Your instructions
Each line from the opening of the records that follow to the line with "#[cfg(test)]" needs to be written out exactly. Add nothing.

+++ Dataset extract

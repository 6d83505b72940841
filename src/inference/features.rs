//! Raw feature metadata shared with the front-end contract

/// The eight raw features, in request order
pub const FEATURE_NAMES: [&str; 8] = [
    "pregnancies",
    "glucose",
    "blood_pressure",
    "skin_thickness",
    "insulin",
    "bmi",
    "pedigree",
    "age",
];

/// Allowed (min, max) range for one feature
pub fn feature_range(name: &str) -> Option<(f64, f64)> {
    match name {
        "pregnancies" => Some((0.0, 17.0)),
        "glucose" => Some((0.0, 199.0)),
        "blood_pressure" => Some((0.0, 122.0)),
        "skin_thickness" => Some((0.0, 99.0)),
        "insulin" => Some((0.0, 846.0)),
        "bmi" => Some((0.0, 67.1)),
        "pedigree" => Some((0.078, 2.42)),
        "age" => Some((21.0, 81.0)),
        _ => None,
    }
}

/// Korean display label for one feature
pub fn feature_label(name: &str) -> Option<&'static str> {
    match name {
        "pregnancies" => Some("임신횟수"),
        "glucose" => Some("혈당"),
        "blood_pressure" => Some("혈압"),
        "skin_thickness" => Some("피부두께"),
        "insulin" => Some("인슐린"),
        "bmi" => Some("BMI"),
        "pedigree" => Some("가족력지표"),
        "age" => Some("나이"),
        _ => None,
    }
}

#[cfg(test)]
mod tests {
    use super::*;

    #[test]
    fn test_every_feature_has_range_and_label() {
        for name in FEATURE_NAMES {
            assert!(feature_range(name).is_some(), "{name}");
            assert!(feature_label(name).is_some(), "{name}");
        }
    }

    #[test]
    fn test_unknown_feature_is_none() {
        assert!(feature_range("cholesterol").is_none());
    }
}
//! Candidate model bank

use super::adaboost::AdaBoostClassifier;
use super::decision_tree::DecisionTreeClassifier;
use super::gradient_boosting::GradientBoostingClassifier;
use super::knn::KnnClassifier;
use super::logistic::LogisticRegression;
use super::mlp::MlpClassifier;
use super::random_forest::RandomForestClassifier;
use super::svm::SvmClassifier;
use super::RANDOM_SEED;
use crate::ensemble::SoftVotingEnsemble;
use crate::error::Result;
use ndarray::{Array1, Array2};
use serde::{Deserialize, Serialize};
use tracing::warn;

/// A classifier tied to its family, as trained and persisted per scenario.
/// The voting variant carries the soft-voting ensemble built from the top
/// candidates.
#[derive(Debug, Clone, Serialize, Deserialize)]
pub enum CandidateModel {
    Logistic(LogisticRegression),
    Knn(KnnClassifier),
    RandomForest(RandomForestClassifier),
    GradientBoosting(GradientBoostingClassifier),
    AdaBoost(AdaBoostClassifier),
    Svm(SvmClassifier),
    Mlp(MlpClassifier),
    DecisionTree(DecisionTreeClassifier),
    Voting(SoftVotingEnsemble),
}

impl CandidateModel {
    pub fn fit(&mut self, x: &Array2<f64>, y: &Array1<f64>) -> Result<()> {
        match self {
            CandidateModel::Logistic(m) => m.fit(x, y).map(|_| ()),
            CandidateModel::Knn(m) => m.fit(x, y).map(|_| ()),
            CandidateModel::RandomForest(m) => m.fit(x, y).map(|_| ()),
            CandidateModel::GradientBoosting(m) => m.fit(x, y).map(|_| ()),
            CandidateModel::AdaBoost(m) => m.fit(x, y).map(|_| ()),
            CandidateModel::Svm(m) => m.fit(x, y).map(|_| ()),
            CandidateModel::Mlp(m) => m.fit(x, y).map(|_| ()),
            CandidateModel::DecisionTree(m) => m.fit(x, y).map(|_| ()),
            CandidateModel::Voting(m) => m.fit(x, y).map(|_| ()),
        }
    }

    /// Class-1 probability
    pub fn predict_proba(&self, x: &Array2<f64>) -> Result<Array1<f64>> {
        match self {
            CandidateModel::Logistic(m) => m.predict_proba(x),
            CandidateModel::Knn(m) => m.predict_proba(x),
            CandidateModel::RandomForest(m) => m.predict_proba(x),
            CandidateModel::GradientBoosting(m) => m.predict_proba(x),
            CandidateModel::AdaBoost(m) => m.predict_proba(x),
            CandidateModel::Svm(m) => m.predict_proba(x),
            CandidateModel::Mlp(m) => m.predict_proba(x),
            CandidateModel::DecisionTree(m) => m.predict_proba(x),
            CandidateModel::Voting(m) => m.predict_proba(x),
        }
    }

    /// Discrete prediction at an explicit probability cutoff
    pub fn predict_with_threshold(
        &self,
        x: &Array2<f64>,
        threshold: f64,
    ) -> Result<Array1<f64>> {
        let proba = self.predict_proba(x)?;
        Ok(proba.mapv(|p| if p >= threshold { 1.0 } else { 0.0 }))
    }

    /// Validation accuracy at the default 0.5 cutoff
    pub fn score(&self, x: &Array2<f64>, y: &Array1<f64>) -> Result<f64> {
        let preds = self.predict_with_threshold(x, 0.5)?;
        Ok(super::accuracy_of(y, &preds))
    }

    /// Capability tag resolved at load time, replacing runtime attribute
    /// probing on the serving side.
    pub fn supports_feature_importance(&self) -> bool {
        matches!(
            self,
            CandidateModel::RandomForest(_)
                | CandidateModel::DecisionTree(_)
                | CandidateModel::AdaBoost(_)
        )
    }

    /// Normalized per-feature importances, for families that expose them
    pub fn feature_importances(&self, n_features: usize) -> Option<Array1<f64>> {
        match self {
            CandidateModel::RandomForest(m) => m.feature_importances().cloned(),
            CandidateModel::DecisionTree(m) => m.feature_importances().cloned(),
            CandidateModel::AdaBoost(m) => m.feature_importances(n_features),
            _ => None,
        }
    }
}

/// A fitted candidate with its roster name
#[derive(Debug, Clone)]
pub struct FittedCandidate {
    pub name: String,
    pub model: CandidateModel,
}

/// The fixed candidate roster, fresh and unfitted, in discovery order.
/// Hyperparameters and seeds are identical for every scenario.
pub fn candidate_roster() -> Vec<(String, CandidateModel)> {
    vec![
        (
            "LR".to_string(),
            CandidateModel::Logistic(LogisticRegression::new().with_alpha(1.0).with_max_iter(1000)),
        ),
        (
            "KNN".to_string(),
            CandidateModel::Knn(KnnClassifier::new(15)),
        ),
        (
            "RF".to_string(),
            CandidateModel::RandomForest(
                RandomForestClassifier::new(100)
                    .with_max_depth(3)
                    .with_random_state(RANDOM_SEED),
            ),
        ),
        (
            "GB".to_string(),
            CandidateModel::GradientBoosting(GradientBoostingClassifier::new(30, 0.1, 2)),
        ),
        (
            "Ada".to_string(),
            CandidateModel::AdaBoost(AdaBoostClassifier::new(100, 0.1)),
        ),
        (
            "SVM".to_string(),
            CandidateModel::Svm(SvmClassifier::new(1.0).with_random_state(RANDOM_SEED)),
        ),
        (
            "MLP".to_string(),
            CandidateModel::Mlp(
                MlpClassifier::new(50)
                    .with_max_iter(1000)
                    .with_random_state(RANDOM_SEED),
            ),
        ),
        (
            "DT".to_string(),
            CandidateModel::DecisionTree(
                DecisionTreeClassifier::new()
                    .with_max_depth(3)
                    .with_random_state(RANDOM_SEED),
            ),
        ),
    ]
}

/// Fit the whole roster. A family that fails to fit is skipped with a
/// warning; the scenario never aborts because one candidate failed.
pub fn fit_candidates(x_train: &Array2<f64>, y_train: &Array1<f64>) -> Vec<FittedCandidate> {
    let mut fitted = Vec::new();
    for (name, mut model) in candidate_roster() {
        match model.fit(x_train, y_train) {
            Ok(()) => fitted.push(FittedCandidate { name, model }),
            Err(e) => warn!(candidate = %name, error = %e, "candidate failed to fit; skipping"),
        }
    }
    fitted
}
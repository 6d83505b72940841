use criterion::{black_box, criterion_group, criterion_main, BenchmarkId, Criterion};
use diarisk::preprocessing::{ClipBounds, StandardScaler};
use diarisk::training::fit_candidates;
use ndarray::{Array1, Array2};

/// Deterministic two-cluster classification data
fn create_classification_data(n_rows: usize, n_features: usize) -> (Array2<f64>, Array1<f64>) {
    let x = Array2::from_shape_fn((n_rows, n_features), |(i, j)| {
        let base = if i < n_rows / 2 { 0.0 } else { 4.0 };
        base + ((i * 13 + j * 7) % 29) as f64 / 29.0
    });
    let y = Array1::from_shape_fn(n_rows, |i| if i < n_rows / 2 { 0.0 } else { 1.0 });
    (x, y)
}

fn bench_candidate_bank(c: &mut Criterion) {
    let mut group = c.benchmark_group("candidate_bank");
    group.sample_size(10);

    for n_rows in [100, 300].iter() {
        let (x, y) = create_classification_data(*n_rows, 4);

        group.bench_with_input(BenchmarkId::new("fit_all", n_rows), n_rows, |b, _| {
            b.iter(|| {
                let fitted = fit_candidates(black_box(&x), black_box(&y));
                black_box(fitted.len())
            })
        });
    }

    group.finish();
}

fn bench_preprocessing(c: &mut Criterion) {
    let mut group = c.benchmark_group("preprocessing");

    for n_rows in [1000, 5000].iter() {
        let (x, _) = create_classification_data(*n_rows, 4);

        group.bench_with_input(BenchmarkId::new("clip_scale", n_rows), n_rows, |b, _| {
            b.iter(|| {
                let bounds = ClipBounds::fit(black_box(&x)).unwrap();
                let clipped = bounds.transform(&x).unwrap();
                let mut scaler = StandardScaler::new();
                black_box(scaler.fit_transform(&clipped).unwrap())
            })
        });
    }

    group.finish();
}

criterion_group!(benches, bench_candidate_bank, bench_preprocessing);
criterion_main!(benches);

++++++

Final answer
repository 6d83505b72940841
filename src/inference/features.rs
//! Raw feature metadata shared with the front-end contract

/// The eight raw features, in request order
pub const FEATURE_NAMES: [&str; 8] = [
    "pregnancies",
    "glucose",
    "blood_pressure",
    "skin_thickness",
    "insulin",
    "bmi",
    "pedigree",
    "age",
];

/// Allowed (min, max) range for one feature
pub fn feature_range(name: &str) -> Option<(f64, f64)> {
    match name {
        "pregnancies" => Some((0.0, 17.0)),
        "glucose" => Some((0.0, 199.0)),
        "blood_pressure" => Some((0.0, 122.0)),
        "skin_thickness" => Some((0.0, 99.0)),
        "insulin" => Some((0.0, 846.0)),
        "bmi" => Some((0.0, 67.1)),
        "pedigree" => Some((0.078, 2.42)),
        "age" => Some((21.0, 81.0)),
        _ => None,
    }
}

/// Korean display label for one feature
pub fn feature_label(name: &str) -> Option<&'static str> {
    match name {
        "pregnancies" => Some("임신횟수"),
        "glucose" => Some("혈당"),
        "blood_pressure" => Some("혈압"),
        "skin_thickness" => Some("피부두께"),
        "insulin" => Some("인슐린"),
        "bmi" => Some("BMI"),
        "pedigree" => Some("가족력지표"),
        "age" => Some("나이"),
        _ => None,
    }
}

#[cfg(test)]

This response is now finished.